CryptoRave 2025

Cuidados post-digitais entre Brasil, Espanha, e Italia
17/05/2025 , Alan Turing
Idioma: Português brasileiro

As tecnologias da informação e comunicação possibilitaram o surgimento de novas formas de violência relacionadas com gênero facilitadas por tecnologias (TFGRV, em inglês), havendo crescentes evidências das conexões entre violências online e offline.
Organizações da sociedade civil estão na linha de frente no desenvolvimento de respostas à violência de gênero online e offline. Quais organizações têm desenvolvido respostas à violência facilitada por tecnologias e que tipos de ações têm realizado, tanto online quanto offline? Este projeto teve como objetivo responder a essas questões por meio de uma etnografia multimodal junto a organizações da sociedade civil no Brasil, na Itália e na Espanha. Buscou-se revelar conceituações situadas da TFGRV, documentar e mapear práticas de combate e promover o intercâmbio internacional e o compartilhamento de conhecimentos sobre estratégias e ferramentas para construir internet e sociedades mais justas. A apresentação busca criar um espaço de discussão e intercâmbio sobre abordagens territorializadas ao cuidado feminista digital e percepções sobre o fenômeno da TFGRV baseadas em iniciativas locais.


Iniciativas de cuidado digital proliferaram globalmente nos últimos dez anos. No Brasil, a questão ganhou maior relevância após o assassinato de Marielle Franco, enquanto na Espanha focou-se em responder à emergência de redes masculinistas dentro da chamada "manosfera", e na Itália, a resposta surgiu após um caso trágico de suicídio instigado por vazamento não consensual de imagens íntimas (NCSII). Nos três países, evidências apontam para as interconexões entre o aumento da misoginia online, violência de gênero (online e offline) e a ascensão de ideologias e políticas de extrema-direita e anti-direitos, que centralizam seus discursos contra a chamada "ideologia de gênero.
As respostas da sociedade civil contra a violência patriarcal, tanto online quanto offline, multiplicaram-se nos últimos anos, auxiliadas também pelo reconhecimento institucional da abrangência e gravidade da questão (por exemplo, resolução da ONU de 2018, diretiva da UE de 2024 sobre violência baseada em gênero).
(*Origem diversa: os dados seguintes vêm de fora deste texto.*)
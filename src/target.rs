//! Target database execution.
//!
//! The execution worker only needs one capability from the target: run a
//! single statement and commit it. [`SqlExecutor`] is that seam;
//! [`MysqlTarget`] is the production implementation over `mysql_async`.

use async_trait::async_trait;
use mysql_async::prelude::Queryable;
use mysql_async::{Conn, TxOpts};
use tokio::time::timeout;
use tracing::info;

use crate::config::MysqlSettings;
use crate::{Error, Result};

/// Executes one SQL statement with transaction semantics: a returned `Ok`
/// means the statement is committed and durable; a returned `Err` leaves
/// no partial effect.
#[async_trait]
pub trait SqlExecutor: Send {
    async fn execute(&mut self, sql: &str) -> Result<()>;
}

/// A live connection to the target MySQL server.
pub struct MysqlTarget {
    conn: Conn,
}

impl MysqlTarget {
    pub async fn connect(settings: &MysqlSettings) -> Result<Self> {
        let conn = timeout(settings.connect_timeout(), Conn::new(settings.opts()))
            .await
            .map_err(|_| {
                Error::Io(std::io::Error::new(
                    std::io::ErrorKind::TimedOut,
                    format!("connecting to target {}:{} timed out", settings.host, settings.port),
                ))
            })??;

        info!(
            host = %settings.host,
            port = settings.port,
            "Connected to target MySQL"
        );
        Ok(Self { conn })
    }

    /// Cleanly closes the connection. Consumes the target so it can only
    /// be released once.
    pub async fn disconnect(self) -> Result<()> {
        self.conn.disconnect().await?;
        Ok(())
    }
}

#[async_trait]
impl SqlExecutor for MysqlTarget {
    async fn execute(&mut self, sql: &str) -> Result<()> {
        let mut tx = self.conn.start_transaction(TxOpts::default()).await?;
        tx.query_drop(sql).await?;
        tx.commit().await?;
        Ok(())
    }
}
Nos três países, as iniciativas que combatem a TFGRV com perspectiva feminista adotaram a abordagem de "cuidado digital" como uma abordagem holística para a segurança digital e com referência à ética do cuidado, práticas de cuidado e debates sobre cuidado e trabalho de cuidado nos feminismos, embora cada contexto apresente estratégias e enfoques específicos.
As organizações da sociedade civil adotaram principalmente um modelo sem fins lucrativos para sustentar suas atividades ao longo do tempo; seu trabalho contribuiu significativamente para monitorar a TFGRV com a contrprodução de dados quando estes estão ausentes no nível institucional; além disso, tendem a adotar uma perspectiva feminista anticapitalista que considera o papel do capitalismo e das violências sistêmicas, como racismo algorítmico, invisibilidade trans e censura.
Esta pesquisa mostra a necessidade de apoiar iniciativas de cuidados digitales como as das organizações mapeadas, bem como de aprofundar a compreensão do continuum on-line-off-line da violência de gênero, de implementar uma abordagem interseccional adaptada ao contexto e de considerar o entrelaçamento desses aspectos com a disseminação e o crescimento local e global de políticas e discursos de extrema direita e anti-direitos.
Proponho o conceito de cuidados pós-digitais para dar conta das imbricações on-line/off-line, que parecem relevantes 1) na compreensão da violência e de seus riscos associados; 2) no desenvolvimento de iniciativas de aplicação da lei que considerem tanto os aspectos “digitais” quanto os não digitais, em uma abordagem holística que inclua cuidados psicossociais e jurídicos e, no contexto brasileiro, também cuidados espirituais; 3) no desenvolvimento de iniciativas que ocorram tanto on-line quanto off-line, neste último caso recuperando tecnologias e práticas analógicas e “ancestrais” (esta última característica do contexto brasileiro) para promover processos de aprendizagem que visem reduzir a exclusão digital e suas consequências.

Giulia Campaioli se formou em Psicologia pela Universidade de Pádua, na Itália. Desde o seu primeiro estudo sobre conteúdos online pró-anorexia e pró-automutilação, Giulia se interessou pela transformação digital da sociedade. Atualmente, è doutoranda em Antropologia e Comunicação, na Universidade Rovira i Virgili (Espanha) e na Universidade do Estado do Rio de Janeiro (UERJ), usando uma etnografica e orientada à transformação social para mapear as respostas da sociedade civil à violência de gênero online no Brasil, Espanha e Itália.